Shaw sipped coffee as Dr Price explained the rest of the procedure. After they’d got the DNA samples the men would be invited to join the women for interview, to reread their original statements and give new ones if they wished. Giving them this option was a barely disguised trap. If one of the suspects did alter their statement — perhaps to include the possibility that they’d talked to the victim — then it was, probably, an attempt to undermine any potential DNA link. They would later no doubt argue that their DNA had innocently come in contact with the victim’s own skin, or the towel. But by changing the statement they would be alerting the police and inviting the closest of scrutiny. Shaw had juggled the pros and cons in his own mind and come to a clear decision: if he was the killer he’d rewrite his statement, blur the DNA link, and hope the police had no other evidence.
Shaw checked his watch. The first batch of six suspects — due at eight — were already being processed. Three men were giving DNA samples, three women rereading their original statements. Dr Price said they’d had one call on the emergency line they’d set up for the mass screening: an elderly woman now living in Norwich said she couldn’t make it due to an acute attack of shingles. She was housebound on doctor’s orders so they’d despatched a team with her original statement. Otherwise everything was running like clockwork. If they had a ‘no-show’ they had instructions to alert one of Shaw’s team immediately.
‘You think that might happen?’ asked Dr Price.

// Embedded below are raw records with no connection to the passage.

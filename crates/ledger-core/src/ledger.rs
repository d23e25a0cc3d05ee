//! The persistence-layer contract: atomic conditional operations.

use async_trait::async_trait;
use tokio_stream::wrappers::BroadcastStream;

use crate::error::Result;
use crate::types::{
    BillingEvent, ChargeKind, CommitOutcome, Credits, EndReason, Modality, SessionId,
    SessionRecord, Settlement, StartOutcome, StatusChange, UserId,
};

/// Atomic session and billing operations.
///
/// Every mutating operation is an atomic conditional write: concurrent
/// invocation by both participants must resolve to exactly one winner, with
/// both callers observing an identical result. Implementations must never
/// apply a charge partially.
#[async_trait]
pub trait SessionLedger: Send + Sync {
    /// Create a session row in `Pending`, owned jointly by both
    /// participants from this point on.
    async fn create_session(
        &self,
        client: &UserId,
        provider: &UserId,
        modality: Modality,
    ) -> Result<SessionRecord>;

    /// Fetch the current session record.
    async fn get_session(&self, session_id: &SessionId) -> Result<SessionRecord>;

    /// Atomically transition `Pending -> Active`. Both participants may
    /// call this; it succeeds for the first caller only.
    async fn start_session(&self, session_id: &SessionId) -> Result<StartOutcome>;

    /// Commit a charge, guarded by the `(session, kind, unit_index)`
    /// idempotency key. Debits the payer and updates `total_credits` in the
    /// same atomic step, or rejects the charge whole.
    async fn commit_billing_event(
        &self,
        session_id: &SessionId,
        kind: ChargeKind,
        unit_index: u32,
        amount: Credits,
    ) -> Result<CommitOutcome>;

    /// The one idempotent settlement operation. The first caller freezes
    /// duration and earnings (earnings from the committed ledger, never
    /// from client-reported time); every subsequent caller receives the
    /// identical previously-committed [`Settlement`].
    async fn finalize_session(
        &self,
        session_id: &SessionId,
        local_duration_hint: Option<u64>,
        reason: EndReason,
    ) -> Result<Settlement>;

    /// Subscribe to this session's status transitions. Delivery is
    /// asynchronous; cancellation observed through this stream is bounded
    /// by its propagation latency.
    async fn subscribe(&self, session_id: &SessionId) -> Result<BroadcastStream<StatusChange>>;

    /// All committed billing events for a session, in commit order.
    async fn billing_events(&self, session_id: &SessionId) -> Result<Vec<BillingEvent>>;

    /// Current wallet balance for a user. A read replica at best; the only
    /// authority over balances is [`Self::commit_billing_event`].
    async fn balance(&self, user: &UserId) -> Result<Credits>;
}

She hugged herself, suddenly vulnerable to the excitement around her. He could see that what this woman had in part, which he lacked completely, was an ability to detach herself from what was going on around her. She was a professional, here to do her job, and that was all.

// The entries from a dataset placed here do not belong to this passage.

//! In-memory reference implementation of [`SessionLedger`].
//!
//! All conditional writes take one write guard over the whole inner state,
//! so a wallet debit, a ledger append and the record update land as a
//! single atomic step. This mirrors the compare-and-set semantics the
//! hosted backend provides in production.

use std::collections::HashMap;
use std::sync::Arc;

use async_trait::async_trait;
use chrono::Utc;
use dashmap::DashMap;
use tokio::sync::{broadcast, RwLock};
use tokio_stream::wrappers::BroadcastStream;
use tracing::{debug, info, warn};

use crate::error::{LedgerError, Result};
use crate::ledger::SessionLedger;
use crate::types::{
    BillingEvent, ChargeKind, CommitOutcome, Credits, EndReason, Modality, SessionId,
    SessionRecord, SessionStats, SessionStatus, Settlement, StartOutcome, StatusChange, UserId,
};

/// Capacity of each per-session status broadcast channel. A session sees at
/// most two transitions, so lagging receivers are not a practical concern.
const STATUS_CHANNEL_CAPACITY: usize = 16;

#[derive(Default)]
struct Inner {
    sessions: HashMap<SessionId, SessionRecord>,
    /// Committed billing events per session, in commit order.
    events: HashMap<SessionId, Vec<BillingEvent>>,
    settlements: HashMap<SessionId, Settlement>,
    wallets: HashMap<UserId, Credits>,
}

impl Inner {
    fn session_mut(&mut self, session_id: &SessionId) -> Result<&mut SessionRecord> {
        self.sessions
            .get_mut(session_id)
            .ok_or_else(|| LedgerError::SessionNotFound(session_id.clone()))
    }

    fn committed_sum(&self, session_id: &SessionId) -> Credits {
        self.events
            .get(session_id)
            .map(|events| events.iter().map(|e| e.amount).sum())
            .unwrap_or(0)
    }

    fn find_event(
        &self,
        session_id: &SessionId,
        kind: ChargeKind,
        unit_index: u32,
    ) -> Option<&BillingEvent> {
        self.events
            .get(session_id)?
            .iter()
            .find(|e| e.kind == kind && e.unit_index == unit_index)
    }
}

/// In-memory session ledger with atomic conditional operations.
pub struct InMemoryLedger {
    inner: Arc<RwLock<Inner>>,
    watchers: DashMap<SessionId, broadcast::Sender<StatusChange>>,
}

impl InMemoryLedger {
    pub fn new() -> Self {
        Self {
            inner: Arc::new(RwLock::new(Inner::default())),
            watchers: DashMap::new(),
        }
    }

    /// Load credits into a wallet. Test and demo plumbing; how funds reach
    /// a balance in production is outside this crate.
    pub async fn deposit(&self, user: &UserId, amount: Credits) -> Credits {
        let mut inner = self.inner.write().await;
        let balance = inner.wallets.entry(user.clone()).or_insert(0);
        *balance += amount;
        debug!("Deposited {} credits for {}, balance {}", amount, user, balance);
        *balance
    }

    /// All stored sessions.
    pub async fn list_sessions(&self) -> Vec<SessionRecord> {
        let inner = self.inner.read().await;
        inner.sessions.values().cloned().collect()
    }

    /// Status breakdown across all stored sessions.
    pub async fn stats(&self) -> SessionStats {
        let inner = self.inner.read().await;
        let mut stats = SessionStats::default();
        for session in inner.sessions.values() {
            stats.total += 1;
            match session.status {
                SessionStatus::Pending => stats.pending += 1,
                SessionStatus::Active => stats.active += 1,
                SessionStatus::Completed => stats.completed += 1,
                SessionStatus::Cancelled => stats.cancelled += 1,
            }
        }
        stats
    }

    fn publish(&self, change: StatusChange) {
        if let Some(sender) = self.watchers.get(&change.session_id) {
            // Nobody subscribed yet is fine; the record itself is the
            // source of truth, the channel only accelerates convergence.
            let _ = sender.send(change);
        }
    }

    fn watcher(&self, session_id: &SessionId) -> broadcast::Sender<StatusChange> {
        self.watchers
            .entry(session_id.clone())
            .or_insert_with(|| broadcast::channel(STATUS_CHANNEL_CAPACITY).0)
            .clone()
    }
}

impl Default for InMemoryLedger {
    fn default() -> Self {
        Self::new()
    }
}

#[async_trait]
impl SessionLedger for InMemoryLedger {
    async fn create_session(
        &self,
        client: &UserId,
        provider: &UserId,
        modality: Modality,
    ) -> Result<SessionRecord> {
        let record = SessionRecord {
            id: SessionId::new(),
            client: client.clone(),
            provider: provider.clone(),
            modality,
            status: SessionStatus::Pending,
            created_at: Utc::now(),
            started_at: None,
            duration_seconds: 0,
            total_credits: 0,
            end_reason: None,
        };

        let mut inner = self.inner.write().await;
        if inner.sessions.contains_key(&record.id) {
            return Err(LedgerError::SessionExists(record.id));
        }
        inner.sessions.insert(record.id.clone(), record.clone());
        info!(
            "Created session {} ({} -> {})",
            record.id, record.client, record.provider
        );
        Ok(record)
    }

    async fn get_session(&self, session_id: &SessionId) -> Result<SessionRecord> {
        let inner = self.inner.read().await;
        inner
            .sessions
            .get(session_id)
            .cloned()
            .ok_or_else(|| LedgerError::SessionNotFound(session_id.clone()))
    }

    async fn start_session(&self, session_id: &SessionId) -> Result<StartOutcome> {
        let mut inner = self.inner.write().await;
        let record = inner.session_mut(session_id)?;

        match record.status {
            SessionStatus::Pending => {
                let started_at = Utc::now();
                record.status = SessionStatus::Active;
                record.started_at = Some(started_at);
                info!("Session {} started", session_id);
                drop(inner);
                self.publish(StatusChange {
                    session_id: session_id.clone(),
                    status: SessionStatus::Active,
                    end_reason: None,
                });
                Ok(StartOutcome::Started { started_at })
            }
            SessionStatus::Active => {
                let started_at = record
                    .started_at
                    .ok_or_else(|| LedgerError::storage("active session without started_at"))?;
                Ok(StartOutcome::AlreadyActive { started_at })
            }
            status => Ok(StartOutcome::AlreadyTerminal(status)),
        }
    }

    async fn commit_billing_event(
        &self,
        session_id: &SessionId,
        kind: ChargeKind,
        unit_index: u32,
        amount: Credits,
    ) -> Result<CommitOutcome> {
        match (kind, unit_index) {
            (ChargeKind::InitialFee, i) if i != 0 => {
                return Err(LedgerError::invalid_charge(
                    session_id.clone(),
                    "initial fee must use unit index 0",
                ));
            }
            (ChargeKind::PerUnit, 0) => {
                return Err(LedgerError::invalid_charge(
                    session_id.clone(),
                    "per-unit charges start at unit index 1",
                ));
            }
            _ => {}
        }

        let mut inner = self.inner.write().await;

        // Idempotency check before anything is touched.
        if let Some(existing) = inner.find_event(session_id, kind, unit_index) {
            debug!(
                "Duplicate commit for {} {:?} unit {}, returning committed event",
                session_id, kind, unit_index
            );
            return Ok(CommitOutcome::AlreadyCommitted(existing.clone()));
        }

        let record = inner.session_mut(session_id)?;
        match record.status {
            SessionStatus::Active => {}
            status if status.is_terminal() => return Ok(CommitOutcome::SessionClosed),
            status => {
                return Err(LedgerError::InvalidTransition {
                    session_id: session_id.clone(),
                    status,
                    operation: "commit billing event",
                });
            }
        }

        let payer = record.client.clone();
        let balance = inner
            .wallets
            .get(&payer)
            .copied()
            .ok_or_else(|| LedgerError::WalletNotFound(payer.clone()))?;
        if balance < amount {
            warn!(
                "Charge rejected for {}: balance {} < required {}",
                session_id, balance, amount
            );
            return Ok(CommitOutcome::InsufficientFunds {
                balance,
                required: amount,
            });
        }

        // Debit, append and update the record total in one atomic step.
        let balance_after = balance - amount;
        inner.wallets.insert(payer, balance_after);
        let event = BillingEvent {
            session_id: session_id.clone(),
            kind,
            unit_index,
            amount,
            committed_at: Utc::now(),
        };
        inner
            .events
            .entry(session_id.clone())
            .or_default()
            .push(event.clone());
        let record = inner.session_mut(session_id)?;
        record.total_credits += amount;

        debug!(
            "Committed {:?} unit {} ({} credits) for {}, payer balance {}",
            kind, unit_index, amount, session_id, balance_after
        );
        Ok(CommitOutcome::Committed {
            event,
            balance_after,
        })
    }

    async fn finalize_session(
        &self,
        session_id: &SessionId,
        local_duration_hint: Option<u64>,
        reason: EndReason,
    ) -> Result<Settlement> {
        let mut inner = self.inner.write().await;

        // Redundant finalize: return the frozen settlement untouched.
        if let Some(settlement) = inner.settlements.get(session_id) {
            debug!("Redundant finalize for {}, returning settlement", session_id);
            return Ok(settlement.clone());
        }

        let earnings = inner.committed_sum(session_id);
        let record = inner.session_mut(session_id)?;

        let settlement = match record.status {
            SessionStatus::Pending => {
                // Never connected; no duration, nothing billed.
                record.status = SessionStatus::Cancelled;
                record.end_reason = Some(reason);
                record.duration_seconds = 0;
                Settlement {
                    session_id: session_id.clone(),
                    status: SessionStatus::Cancelled,
                    end_reason: reason,
                    duration_seconds: 0,
                    earnings: 0,
                }
            }
            SessionStatus::Active => {
                let started_at = record
                    .started_at
                    .ok_or_else(|| LedgerError::storage("active session without started_at"))?;
                let elapsed = (Utc::now() - started_at).num_seconds().max(0) as u64;
                let duration = local_duration_hint.unwrap_or(elapsed);

                record.status = SessionStatus::Completed;
                record.end_reason = Some(reason);
                record.duration_seconds = duration;
                debug_assert_eq!(record.total_credits, earnings);

                let provider = record.provider.clone();
                let settlement = Settlement {
                    session_id: session_id.clone(),
                    status: SessionStatus::Completed,
                    end_reason: reason,
                    duration_seconds: duration,
                    earnings,
                };
                // Provider is paid out of the same atomic step that
                // freezes the settlement, so it cannot happen twice.
                *inner.wallets.entry(provider).or_insert(0) += earnings;
                settlement
            }
            status => {
                // Terminal without a settlement cannot happen through this
                // implementation; treat it as storage corruption.
                return Err(LedgerError::storage(format!(
                    "session {} is {} but has no settlement",
                    session_id, status
                )));
            }
        };

        inner
            .settlements
            .insert(session_id.clone(), settlement.clone());
        info!(
            "Session {} settled: {} after {}s, {} credits earned ({:?})",
            session_id,
            settlement.status,
            settlement.duration_seconds,
            settlement.earnings,
            settlement.end_reason
        );
        drop(inner);

        self.publish(StatusChange {
            session_id: session_id.clone(),
            status: settlement.status,
            end_reason: Some(settlement.end_reason),
        });
        Ok(settlement)
    }

    async fn subscribe(&self, session_id: &SessionId) -> Result<BroadcastStream<StatusChange>> {
        // Subscribing to a session that does not exist is a caller bug.
        self.get_session(session_id).await?;
        Ok(BroadcastStream::new(self.watcher(session_id).subscribe()))
    }

    async fn billing_events(&self, session_id: &SessionId) -> Result<Vec<BillingEvent>> {
        let inner = self.inner.read().await;
        Ok(inner.events.get(session_id).cloned().unwrap_or_default())
    }

    async fn balance(&self, user: &UserId) -> Result<Credits> {
        let inner = self.inner.read().await;
        Ok(inner.wallets.get(user).copied().unwrap_or(0))
    }
}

‘Maybe,’ said Shaw. He’d always thought failing to turn up was the least smart option open to the killer. But if someone panicked it was still a possibility, probably followed by an attempt to disappear. That was Valentine’s favoured option. His view of the criminal mind always shaded towards the chaotic, the visceral — cock-up over conspiracy.

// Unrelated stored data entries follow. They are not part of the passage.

//! Logging configuration and setup.

mod setup;

pub use setup::{init_logging, parse_log_level, LoggingConfig, LoggingError};
use chrono::{DateTime, Utc};
use serde::{Deserialize, Serialize};

/// Credits are integer units; fractional charges do not exist.
pub type Credits = u64;

/// Session ID type
#[derive(Debug, Clone, Hash, Eq, PartialEq, Serialize, Deserialize)]
pub struct SessionId(pub String);

impl SessionId {
    pub fn new() -> Self {
        Self(format!("session-{}", uuid::Uuid::new_v4()))
    }
}

impl std::fmt::Display for SessionId {
    fn fmt(&self, f: &mut std::fmt::Formatter<'_>) -> std::fmt::Result {
        write!(f, "{}", self.0)
    }
}

/// User ID type, shared by clients and providers.
#[derive(Debug, Clone, Hash, Eq, PartialEq, Serialize, Deserialize)]
pub struct UserId(pub String);

impl UserId {
    pub fn new(id: impl Into<String>) -> Self {
        Self(id.into())
    }
}

impl std::fmt::Display for UserId {
    fn fmt(&self, f: &mut std::fmt::Formatter<'_>) -> std::fmt::Result {
        write!(f, "{}", self.0)
    }
}

/// Consultation modality.
#[derive(Debug, Clone, Copy, Hash, Eq, PartialEq, Serialize, Deserialize)]
pub enum Modality {
    Video,
    Audio,
}

/// Session lifecycle status.
///
/// Transitions are monotonic and one-directional:
/// `Pending -> Active -> Completed`, `Pending -> Cancelled`, or
/// `Active -> Completed`. Nothing ever leaves a terminal state.
#[derive(Debug, Clone, Copy, Hash, Eq, PartialEq, Serialize, Deserialize)]
pub enum SessionStatus {
    Pending,
    Active,
    Completed,
    Cancelled,
}

impl SessionStatus {
    pub fn is_terminal(&self) -> bool {
        matches!(self, SessionStatus::Completed | SessionStatus::Cancelled)
    }
}

impl std::fmt::Display for SessionStatus {
    fn fmt(&self, f: &mut std::fmt::Formatter<'_>) -> std::fmt::Result {
        let s = match self {
            SessionStatus::Pending => "pending",
            SessionStatus::Active => "active",
            SessionStatus::Completed => "completed",
            SessionStatus::Cancelled => "cancelled",
        };
        write!(f, "{}", s)
    }
}

/// Why a session reached its terminal state.
#[derive(Debug, Clone, Copy, Hash, Eq, PartialEq, Serialize, Deserialize)]
pub enum EndReason {
    /// Either participant hung up an active session.
    Hangup,
    /// Explicit cancel before the connection ever stabilized.
    CancelledBeforeConnect,
    /// The counterpart never reached a stable connection in time.
    CounterpartTimeout,
    /// A unit charge was rejected; the session cannot continue.
    InsufficientFunds,
    /// The media transport failed beyond recovery.
    TransportError,
}

/// Charge classification on the billing ledger.
#[derive(Debug, Clone, Copy, Hash, Eq, PartialEq, Serialize, Deserialize)]
pub enum ChargeKind {
    /// One-time connection fee, charged at most once per session.
    InitialFee,
    /// One completed billing unit of consultation time.
    PerUnit,
}

/// A committed entry on the append-only billing ledger.
///
/// The idempotency key is `(session_id, kind, unit_index)`; at most one
/// event per key is ever committed. `unit_index` is 0 for the initial fee
/// and a monotonically increasing counter starting at 1 for per-unit
/// charges.
#[derive(Debug, Clone, PartialEq, Serialize, Deserialize)]
pub struct BillingEvent {
    pub session_id: SessionId,
    pub kind: ChargeKind,
    pub unit_index: u32,
    pub amount: Credits,
    pub committed_at: DateTime<Utc>,
}

/// One metered consultation between a client and a provider.
#[derive(Debug, Clone, PartialEq, Serialize, Deserialize)]
pub struct SessionRecord {
    pub id: SessionId,
    pub client: UserId,
    pub provider: UserId,
    pub modality: Modality,
    pub status: SessionStatus,
    pub created_at: DateTime<Utc>,
    /// Set by the atomic start operation; `None` while pending.
    pub started_at: Option<DateTime<Utc>>,
    /// Frozen once the session is terminal.
    pub duration_seconds: u64,
    /// Always equal to the sum of this session's committed billing events.
    pub total_credits: Credits,
    pub end_reason: Option<EndReason>,
}

/// Result of the atomic start operation.
#[derive(Debug, Clone, PartialEq)]
pub enum StartOutcome {
    /// This caller won the transition to `Active`.
    Started { started_at: DateTime<Utc> },
    /// The other participant started the session first.
    AlreadyActive { started_at: DateTime<Utc> },
    /// The session was already terminal; nothing to start.
    AlreadyTerminal(SessionStatus),
}

/// Result of an idempotent charge commit.
#[derive(Debug, Clone, PartialEq)]
pub enum CommitOutcome {
    /// The charge was applied; the payer's balance after the debit.
    Committed {
        event: BillingEvent,
        balance_after: Credits,
    },
    /// A commit with this idempotency key already happened; no-op.
    AlreadyCommitted(BillingEvent),
    /// Applying the charge would drive the balance negative. Nothing was
    /// debited.
    InsufficientFunds { balance: Credits, required: Credits },
    /// The session reached a terminal state before this commit landed.
    SessionClosed,
}

/// The frozen result of the one-time settlement.
#[derive(Debug, Clone, PartialEq, Serialize, Deserialize)]
pub struct Settlement {
    pub session_id: SessionId,
    pub status: SessionStatus,
    pub end_reason: EndReason,
    pub duration_seconds: u64,
    /// Sum of committed billing events; what the provider earned.
    pub earnings: Credits,
}

/// A status transition observed through the subscription channel.
#[derive(Debug, Clone, PartialEq)]
pub struct StatusChange {
    pub session_id: SessionId,
    pub status: SessionStatus,
    pub end_reason: Option<EndReason>,
}

/// Status breakdown across all stored sessions.
#[derive(Debug, Default, Clone, PartialEq)]
pub struct SessionStats {
    pub total: usize,
    pub pending: usize,
    pub active: usize,
    pub completed: usize,
    pub cancelled: usize,
}

#[cfg(test)]
mod tests {
    use super::*;

    #[test]
    fn terminal_states() {
        assert!(!SessionStatus::Pending.is_terminal());
        assert!(!SessionStatus::Active.is_terminal());
        assert!(SessionStatus::Completed.is_terminal());
        assert!(SessionStatus::Cancelled.is_terminal());
    }

    #[test]
    fn session_ids_are_unique() {
        assert_ne!(SessionId::new(), SessionId::new());
    }
}
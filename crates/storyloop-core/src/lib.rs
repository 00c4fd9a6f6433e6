mod context;
mod error;
mod outcome;
mod prompts;
mod refiner;
pub mod session;
mod story;
mod writer;

pub use context::{CycleRecord, LoopContext, DEFAULT_MAX_ITERATIONS};
pub use error::LoopError;
pub use outcome::RefinementOutcome;
pub use prompts::StoryPrompts;
pub use refiner::Refiner;
pub use session::{
    Console, Session, SessionRound, SessionSettings, StorySession, DEFAULT_MAX_REVISIONS,
};
pub use story::{Story, StoryRequest, EXAMPLE_REQUEST};
pub use writer::{StoryWriter, DEFAULT_WRITER_SAMPLING};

Out in the main yard Valentine got on the mobile to check on the inquiry’s progress up at The Circle where the incident room was now in place outside Marianne Osbourne’s house. Shaw checked out the Portacabins then went back into The Ark, pushing through the doors into the chapel itself. It was a building he liked — the space still redolent of prayer and clarity. His own religious beliefs were insubstantial. He felt a life spent in pursuit of divine insight was a life wasted. It had been a point of friction with Lena and her family, who had been brought up as Catholics and still kept the faith, however intermittently. Occasionally Lena had managed to suggest, subtly, that Shaw’s inability to float free of the world of work was in some ways a symptom of his lack of faith. Shaw thought it was due to lack of time. But none of that meant he lacked any concept of the spirit. He loved churches and the feeling he got that they radiated a kind of compressed devotion. If he’d been alone now he’d have sat for a while and enjoyed that sense of place. Sun streamed through the original green glass of the narrow lancet windows, splashing the interior with an eerie underwater light. Shaw always imagined that if he wanted to he could just float into this space, swim through it, rising up to join the stone angel with its hands to its face.